By jove I think he's got it.

Dude's last name should be Tao.


I began to study arithmetical questions without any great apparent result, and without suspecting that they could have the least connection with my previous researches. Disgusted at my want of success, I went away to spend a few days at the seaside, and thought of entirely different things. One day, as I was walking on the cliff, the idea came to me, again with the same characteristics of conciseness, suddenness and immediate certainty, that arithmetical transformations of indefinite ternary quadratic forms are identical with those of non-Euclidian geometry.
- Henri Poincare

What makes this great is that Poincare is describing a sudden realization.

It happens to be mathematical, but it could be on any subject.

It is this intuitive, bringing-it-all-together that is the valuable thing.

In contrast, pursuing the steps of a mathematical proof or derivation is about as interesting as chopping several cords of wood.
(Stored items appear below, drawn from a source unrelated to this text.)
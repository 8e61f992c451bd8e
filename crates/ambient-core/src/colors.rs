//! ANSI color codes for terminal output.
//!
//! One color per classification plus structural modifiers:
//! - Blue: bundle names
//! - Magenta / green / cyan: `TYPE`, `VALUE`, `TYPE_VALUE` tags
//! - Dim: file names, separators, counts

use crate::Classification;

/// ANSI color palette for CLI output.
///
/// Uses only standard 16-color ANSI codes so it reads in light and dark themes.
#[derive(Clone, Copy, Debug)]
pub struct Colors {
    pub bundle: &'static str,
    pub type_only: &'static str,
    pub value_only: &'static str,
    pub type_and_value: &'static str,
    pub dim: &'static str,
    pub reset: &'static str,
}

impl Default for Colors {
    fn default() -> Self {
        Self::OFF
    }
}

impl Colors {
    pub const ON: Self = Self {
        bundle: "\x1b[34m",
        type_only: "\x1b[35m",
        value_only: "\x1b[32m",
        type_and_value: "\x1b[36m",
        dim: "\x1b[2m",
        reset: "\x1b[0m",
    };

    pub const OFF: Self = Self {
        bundle: "",
        type_only: "",
        value_only: "",
        type_and_value: "",
        dim: "",
        reset: "",
    };

    pub fn new(enabled: bool) -> Self {
        if enabled { Self::ON } else { Self::OFF }
    }

    pub fn is_enabled(&self) -> bool {
        !self.reset.is_empty()
    }

    /// Color for a classification tag.
    pub fn tag(&self, classification: Classification) -> &'static str {
        match classification {
            Classification::TypeOnly => self.type_only,
            Classification::ValueOnly => self.value_only,
            Classification::TypeAndValue => self.type_and_value,
        }
    }
}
One relentless push after another.

Can't go that way, must go this way.

Of course you end up somewhere, but so what.

Humans are the remarkable part of any equation.


I can best describe my experience of doing mathematics in terms of a journey through a dark unexplored mansion. You enter the first room of the mansion and it's completely dark. You stumble around bumping into the furniture, but gradually you learn where each piece of furniture is. Finally, after six months or so, you find the light switch, you turn it on, and suddenly it''s all illuminated. You can see exactly where you were. Then you move into the next room and spend another six months in the dark. So each of these breakthroughs, while sometimes momentary, sometimes over a period of a day or two, are the culmination of -- and couldn't exist without -- the many months of stumbling around in the dark that proceed them.
- Sir Andrew John Wiles

He had to seclude himself in an attic. For 10 years. To prove Fermat's Last Theorem.
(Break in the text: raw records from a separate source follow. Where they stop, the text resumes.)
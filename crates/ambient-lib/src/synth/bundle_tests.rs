use ambient_core::{Catalog, Classification};

use super::bundle::{BundleModule, CatalogTable};
use crate::Error;
use crate::analyze::{GlobalVariable, ReferenceSet};

use Classification::{TypeAndValue, TypeOnly, ValueOnly};

fn catalog() -> Catalog {
    Catalog::from_table([
        ("es5", "lib.es5.d.ts"),
        ("es2015.core", "lib.es2015.core.d.ts"),
        ("es2015", "lib.es2015.d.ts"),
    ])
}

fn globals(entries: &[(&str, Classification)]) -> Vec<GlobalVariable> {
    entries
        .iter()
        .map(|&(name, classification)| GlobalVariable {
            name: name.to_string(),
            classification,
        })
        .collect()
}

fn module(name: &str, refs: &[&str], entries: &[(&str, Classification)]) -> BundleModule {
    let catalog = catalog();
    let descriptor = catalog.get(name).unwrap();
    let references: ReferenceSet = refs.iter().copied().collect();
    BundleModule::synthesize(descriptor, references, globals(entries), &catalog).unwrap()
}

#[test]
fn es5_scenario() {
    let es5 = module(
        "es5",
        &[],
        &[
            ("Array", TypeAndValue),
            ("NaN", ValueOnly),
            ("unique symbol", TypeOnly),
        ],
    );

    let entries: Vec<_> = es5.entries().iter().map(|(k, v)| (k.as_str(), *v)).collect();
    assert_eq!(
        entries,
        vec![
            ("Array", TypeAndValue),
            ("NaN", ValueOnly),
            ("unique symbol", TypeOnly),
        ]
    );
    assert_eq!(
        es5.used_tags().iter().copied().collect::<Vec<_>>(),
        vec![TypeOnly, TypeAndValue, ValueOnly]
    );
    assert!(es5.references().is_empty());
}

#[test]
fn export_name_replaces_dots() {
    let core = module("es2015.core", &[], &[("Map", TypeOnly)]);
    assert_eq!(core.export_name(), "es2015_core");
    assert_eq!(core.descriptor().source_file_name(), "lib.es2015.core.d.ts");
}

#[test]
fn used_tags_only_lists_present_classifications() {
    let m = module("es5", &[], &[("a", ValueOnly), ("b", ValueOnly)]);
    assert_eq!(m.used_tags().iter().copied().collect::<Vec<_>>(), vec![ValueOnly]);
}

#[test]
fn unknown_reference_is_fatal() {
    let catalog = catalog();
    let descriptor = catalog.get("es2015").unwrap();
    let references: ReferenceSet = ["es5", "es2099.magic"].into_iter().collect();

    let err = BundleModule::synthesize(descriptor, references, Vec::new(), &catalog).unwrap_err();
    insta::assert_snapshot!(err.to_string(), @"bundle `es2015` references unknown bundle `es2099.magic`");
}

#[test]
fn resolve_merges_references_then_own_entries() {
    let mut table = CatalogTable::new();
    table.insert(module("es5", &[], &[("Symbol", TypeOnly), ("NaN", ValueOnly)]));
    table.insert(module("es2015.core", &[], &[("Map", TypeAndValue)]));
    table.insert(module(
        "es2015",
        &["es5", "es2015.core"],
        &[("Symbol", TypeAndValue), ("Proxy", ValueOnly)],
    ));

    let resolved = table.resolve("es2015").unwrap();
    let entries: Vec<_> = resolved.iter().map(|(k, v)| (k.as_str(), *v)).collect();
    assert_eq!(
        entries,
        vec![
            ("Symbol", TypeAndValue),
            ("NaN", ValueOnly),
            ("Map", TypeAndValue),
            ("Proxy", ValueOnly),
        ]
    );
}

#[test]
fn later_reference_shadows_earlier() {
    let mut table = CatalogTable::new();
    table.insert(module("es5", &[], &[("X", TypeOnly)]));
    table.insert(module("es2015.core", &[], &[("X", ValueOnly)]));
    table.insert(module("es2015", &["es5", "es2015.core"], &[]));

    let resolved = table.resolve("es2015").unwrap();
    assert_eq!(resolved.get("X"), Some(&ValueOnly));
    assert_eq!(resolved.len(), 1);
}

#[test]
fn resolve_reports_cycles() {
    let mut table = CatalogTable::new();
    table.insert(module("es5", &["es2015"], &[]));
    table.insert(module("es2015", &["es2015.core"], &[]));
    table.insert(module("es2015.core", &["es5"], &[]));

    let err = table.resolve("es5").unwrap_err();
    assert!(matches!(err, Error::CyclicReference { .. }));
    insta::assert_snapshot!(err.to_string(), @"cyclic bundle references: es5 -> es2015 -> es2015.core -> es5");
}

#[test]
fn resolve_unknown_bundle() {
    let table = CatalogTable::new();
    let err = table.resolve("es5").unwrap_err();
    assert!(matches!(err, Error::UnknownBundle(name) if name == "es5"));
}
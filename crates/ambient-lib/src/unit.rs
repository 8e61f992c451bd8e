//! One parsed bundle: syntax tree plus scope tree.

use ambient_core::Classification;

use crate::analyze::binder::build_scopes;
use crate::analyze::scope::ScopeTree;
use crate::diagnostics::Diagnostics;
use crate::parser::cst::{SyntaxKind, SyntaxToken};
use crate::parser::{CstPrinter, SourceFile, parse_with_fuel};
use crate::{Error, Result};

/// Whether top-level declarations live in a module scope or directly in the global scope.
#[derive(Debug, Clone, Copy, PartialEq, Eq, Default)]
pub enum SourceType {
    #[default]
    Module,
    Script,
}

/// Parser and scope-analysis options for one bundle.
///
/// The defaults describe how bundles are analyzed during generation: comments
/// kept, module source type, and no implicit globals seeded into the global scope.
#[derive(Debug, Clone)]
pub struct ParseOptions {
    pub include_comments: bool,
    pub source_type: SourceType,
    /// Names pre-declared in the global scope before binding.
    pub implicit_globals: Vec<(String, Classification)>,
    pub exec_fuel: Option<u32>,
    pub recursion_fuel: Option<u32>,
}

impl Default for ParseOptions {
    fn default() -> Self {
        Self {
            include_comments: true,
            source_type: SourceType::Module,
            implicit_globals: Vec::new(),
            exec_fuel: None,
            recursion_fuel: Some(512),
        }
    }
}

impl ParseOptions {
    pub fn new() -> Self {
        Self::default()
    }

    pub fn include_comments(mut self, value: bool) -> Self {
        self.include_comments = value;
        self
    }

    pub fn source_type(mut self, value: SourceType) -> Self {
        self.source_type = value;
        self
    }

    pub fn implicit_global(mut self, name: impl Into<String>, kind: Classification) -> Self {
        self.implicit_globals.push((name.into(), kind));
        self
    }

    pub fn exec_fuel(mut self, limit: Option<u32>) -> Self {
        self.exec_fuel = limit;
        self
    }

    pub fn recursion_fuel(mut self, limit: Option<u32>) -> Self {
        self.recursion_fuel = limit;
        self
    }
}

/// Syntax errors of a bundle that failed to parse, kept with the text they point into.
#[derive(Debug)]
pub struct ParseFailure {
    file_name: Option<String>,
    text: String,
    diagnostics: Diagnostics,
}

impl ParseFailure {
    pub fn file_name(&self) -> Option<&str> {
        self.file_name.as_deref()
    }

    pub fn diagnostics(&self) -> &Diagnostics {
        &self.diagnostics
    }

    /// Attaches the file the text was read from.
    pub fn in_file(mut self, file_name: impl Into<String>) -> Self {
        self.file_name = Some(file_name.into());
        self
    }

    pub fn summary(&self) -> String {
        let count = self.diagnostics.len();
        let noun = if count == 1 { "error" } else { "errors" };
        match &self.file_name {
            Some(name) => format!("{name}: declaration parsing failed with {count} {noun}"),
            None => format!("declaration parsing failed with {count} {noun}"),
        }
    }

    pub fn render(&self, colored: bool) -> String {
        let printer = self.diagnostics.printer().source(&self.text).colored(colored);
        match &self.file_name {
            Some(name) => printer.path(name).render(),
            None => printer.render(),
        }
    }
}

/// A bundle's syntax tree and scope tree.
#[derive(Debug)]
pub struct ParsedUnit {
    root: SourceFile,
    scopes: ScopeTree,
    include_comments: bool,
}

impl ParsedUnit {
    pub fn root(&self) -> &SourceFile {
        &self.root
    }

    pub fn scopes(&self) -> &ScopeTree {
        &self.scopes
    }

    /// Comment tokens in source order; empty when comments were not requested.
    pub fn comments(&self) -> Vec<SyntaxToken> {
        if !self.include_comments {
            return Vec::new();
        }
        self.root
            .as_cst()
            .descendants_with_tokens()
            .filter_map(|it| it.into_token())
            .filter(|t| matches!(t.kind(), SyntaxKind::LineComment | SyntaxKind::BlockComment))
            .collect()
    }

    /// Text of every line comment after the leading `//`, in source order.
    pub fn line_comments(&self) -> Vec<String> {
        self.comments()
            .into_iter()
            .filter(|t| t.kind() == SyntaxKind::LineComment)
            .map(|t| t.text()[2..].to_string())
            .collect()
    }

    pub fn dump_cst(&self) -> String {
        CstPrinter::new(self.root.as_cst()).dump()
    }

    pub fn dump_cst_full(&self) -> String {
        CstPrinter::new(self.root.as_cst()).with_trivia(true).dump()
    }
}

/// Parses declaration text and builds its scope tree.
///
/// Syntax errors are fatal: they come back as [`Error::Parse`] with every
/// (filtered) diagnostic attached.
pub fn parse_unit(text: &str, options: &ParseOptions) -> Result<ParsedUnit> {
    let result = parse_with_fuel(text, options.exec_fuel, options.recursion_fuel)?;
    let diagnostics = result.diagnostics.filtered();

    if !diagnostics.is_empty() {
        return Err(Error::Parse(Box::new(ParseFailure {
            file_name: None,
            text: text.to_string(),
            diagnostics,
        })));
    }

    let scopes = build_scopes(&result.root, options.source_type, &options.implicit_globals);
    Ok(ParsedUnit {
        root: result.root,
        scopes,
        include_comments: options.include_comments,
    })
}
This is how great things are done. In the "dark", most of the time. By oneself. And with flashes of crystal clear realization.

Couldn't have described the process better myself.


Now what?

Fermat's was one of the last big math problems.
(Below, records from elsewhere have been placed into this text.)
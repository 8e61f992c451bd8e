use std::fs;
use std::path::PathBuf;
use std::sync::{Arc, Mutex};

use ambient_core::{Catalog, Classification};
use indoc::indoc;

use crate::emit::typescript::Config;
use crate::output::PostProcessor;
use crate::{Error, GeneratorConfig, Generator, InMemoryLibs, LibDir, Result};

fn catalog() -> Catalog {
    Catalog::from_table([
        ("es5", "lib.es5.d.ts"),
        ("es2015.core", "lib.es2015.core.d.ts"),
        ("es2015", "lib.es2015.d.ts"),
    ])
}

fn sources() -> InMemoryLibs {
    InMemoryLibs::new()
        .with(
            "lib.es5.d.ts",
            indoc! {r#"
            /// <reference no-default-lib="true"/>
            interface Array<T> {
                length: number;
            }
            declare var Array: ArrayConstructor;
            declare var NaN: number;
            "#},
        )
        .with(
            "lib.es2015.core.d.ts",
            indoc! {r#"
            interface Map<K, V> {}
            declare var Map: MapConstructor;
            type NaN = number;
            "#},
        )
        .with(
            "lib.es2015.d.ts",
            indoc! {r#"
            /// <reference lib="es5" />
            /// <reference lib="es2015.core" />
            "#},
        )
        .with("lib.d.ts", "/// <reference lib=\"es2015\" />\n")
}

#[derive(Debug, Clone, Default)]
struct Recorder {
    calls: Arc<Mutex<Vec<Vec<PathBuf>>>>,
}

impl PostProcessor for Recorder {
    fn describe(&self) -> String {
        "recorder".to_string()
    }

    fn run(&self, files: &[PathBuf]) -> Result<()> {
        self.calls.lock().unwrap().push(files.to_vec());
        Ok(())
    }
}

#[test]
fn synthesize_catalog() {
    let generator = Generator::new(catalog(), sources());
    let synthesized = generator.synthesize().unwrap();

    assert_eq!(
        synthesized.aggregate.names().collect::<Vec<_>>(),
        vec!["es5", "es2015.core", "es2015", "lib"]
    );

    let es2015 = synthesized.table.get("es2015").unwrap();
    assert_eq!(
        es2015.references().iter().collect::<Vec<_>>(),
        vec!["es5", "es2015.core"]
    );
    assert!(es2015.entries().is_empty());

    let resolved = synthesized.table.resolve("lib").unwrap();
    let entries: Vec<_> = resolved.iter().map(|(k, v)| (k.as_str(), *v)).collect();
    assert_eq!(
        entries,
        vec![
            ("Array", Classification::TypeAndValue),
            ("NaN", Classification::TypeOnly),
            ("Map", Classification::TypeAndValue),
        ]
    );
}

#[test]
fn bundle_analysis() {
    let generator = Generator::new(catalog(), sources());
    let es5 = generator.descriptor("es5").unwrap();
    let analysis = generator.analyze_bundle(es5).unwrap();

    assert!(analysis.references.is_empty());
    let globals: Vec<_> = analysis
        .globals
        .iter()
        .map(|g| (g.name.as_str(), g.classification))
        .collect();
    assert_eq!(
        globals,
        vec![
            ("Array", Classification::TypeAndValue),
            ("NaN", Classification::ValueOnly),
        ]
    );

    assert!(matches!(
        generator.descriptor("es1999"),
        Err(Error::UnknownBundle(_))
    ));
}

#[test]
fn generate_writes_every_file() {
    let tmp = tempfile::tempdir().unwrap();
    let out_dir = tmp.path().join("lib");
    fs::create_dir_all(&out_dir).unwrap();
    fs::write(out_dir.join("stale.ts"), "").unwrap();

    let recorder = Recorder::default();
    let config = GeneratorConfig::new(&out_dir).post_processor(recorder.clone());
    let report = Generator::new(catalog(), sources())
        .generate(&config)
        .unwrap();

    let names: Vec<_> = report
        .files
        .iter()
        .map(|p| p.strip_prefix(&out_dir).unwrap().display().to_string())
        .collect();
    assert_eq!(
        names,
        vec![
            "base-config.ts",
            "es5.ts",
            "es2015.core.ts",
            "es2015.ts",
            "lib.ts",
            "index.ts",
            "lib.types.ts",
        ]
    );
    assert_eq!(report.bundles, 4);
    assert_eq!(report.identifiers, 4);
    assert!(!out_dir.join("stale.ts").exists());

    let calls = recorder.calls.lock().unwrap();
    assert_eq!(calls.len(), 1);
    assert_eq!(calls[0], report.files);

    insta::assert_snapshot!(fs::read_to_string(out_dir.join("es2015.ts")).unwrap(), @r"
    // THIS CODE WAS AUTOMATICALLY GENERATED
    // DO NOT EDIT THIS CODE BY HAND
    // RUN THE FOLLOWING COMMAND TO REGENERATE:
    // ambient generate

    import type { ImplicitLibVariableOptions } from './base-config';
    import { es5 } from './es5';
    import { es2015_core } from './es2015.core';

    export const es2015 = {
      ...es5,
      ...es2015_core,
    } as Record<string, ImplicitLibVariableOptions>;
    ");
}

#[test]
fn generation_is_idempotent() {
    let tmp = tempfile::tempdir().unwrap();
    let config = GeneratorConfig::new(tmp.path().join("out"));
    let generator = Generator::new(catalog(), sources());

    let read_all = |files: &[PathBuf]| -> Vec<String> {
        files
            .iter()
            .map(|f| fs::read_to_string(f).unwrap())
            .collect()
    };

    let first = generator.generate(&config).unwrap();
    let first_contents = read_all(&first.files);
    let second = generator.generate(&config).unwrap();

    assert_eq!(first.files, second.files);
    assert_eq!(first_contents, read_all(&second.files));
}

#[test]
fn types_file_location() {
    let tmp = tempfile::tempdir().unwrap();
    let elsewhere = tmp.path().join("types").join("lib.ts");
    let config = GeneratorConfig::new(tmp.path().join("out"))
        .types_file(&elsewhere)
        .emit_config(Config::new().banner(false));

    Generator::new(catalog(), sources())
        .generate(&config)
        .unwrap();

    insta::assert_snapshot!(fs::read_to_string(&elsewhere).unwrap(), @r"
    type Lib = 'es5' | 'es2015.core' | 'es2015' | 'lib';

    export { Lib };
    ");
    assert!(!tmp.path().join("out").join("lib.types.ts").exists());
}

#[test]
fn unknown_reference_aborts() {
    let sources = sources().with("lib.d.ts", "/// <reference lib=\"dom\" />\n");
    let err = Generator::new(catalog(), sources)
        .synthesize()
        .unwrap_err();

    insta::assert_snapshot!(err.to_string(), @"bundle `lib` references unknown bundle `dom`");
}

#[test]
fn syntax_error_names_the_file() {
    let sources = sources().with("lib.es2015.core.d.ts", "interface Map<K, V> {\n");
    let err = Generator::new(catalog(), sources)
        .synthesize()
        .unwrap_err();

    insta::assert_snapshot!(err.to_string(), @"lib.es2015.core.d.ts: declaration parsing failed with 1 error");
}

#[test]
fn missing_source_file() {
    let tmp = tempfile::tempdir().unwrap();
    let err = Generator::new(catalog(), LibDir::new(tmp.path()))
        .synthesize()
        .unwrap_err();

    let Error::Read { path, .. } = err else {
        panic!("expected a read error");
    };
    assert_eq!(path, tmp.path().join("lib.es5.d.ts"));
}

#[test]
fn lib_dir_reads_files() {
    let tmp = tempfile::tempdir().unwrap();
    for (file, text) in [
        ("lib.es5.d.ts", "declare var NaN: number;\n"),
        ("lib.es2015.core.d.ts", ""),
        ("lib.es2015.d.ts", "/// <reference lib=\"es5\" />\n"),
        ("lib.d.ts", "/// <reference lib=\"es2015\" />\n"),
    ] {
        fs::write(tmp.path().join(file), text).unwrap();
    }

    let generator = Generator::new(catalog(), LibDir::new(tmp.path()));
    let resolved = generator.synthesize().unwrap().table.resolve("lib").unwrap();
    assert_eq!(resolved.get("NaN"), Some(&Classification::ValueOnly));
}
It had worldwide respect and interest, remaining unproven for 358 years.

There are so very few of these problems, and so many mathematicians that must PoP.


I can scarcely write upon mathematics or mathematicians. Oh for words to express my abomination of the science.
- Thomas Babington Macaulay

I feel your pain.

Mathematics: the "Roberts Rules of Order" of science.

The irony is that in physics, mathematics is given such prominence, yet the biggest problems in physics -- like "The Vacuum Catastrophe" -- are carefully relegated to a very large page called the "List of unsolved problems in physics".

By the way, tEmP theorists hate calling it "The Vacuum Catastrophe".

If you type that into Wikipedia, you get redirected to the "Cosmological constant problem".

I prefer "The Vacuum Catastrophe" but it could be even more strongly worded.

"The Physics-Is-Broken Problem"?

"Physics is getting dumber every day but bragging more and attracting parrots from every country who squawk on and on about how infallible the Standard Model is" problem would probably be ok, if we could acronimize it. How about the first letter of the first word -- P -- coupled with the short last word -- "is"?

The "Physicists-prefer-money-to-self-respect" problem is also gaining traction.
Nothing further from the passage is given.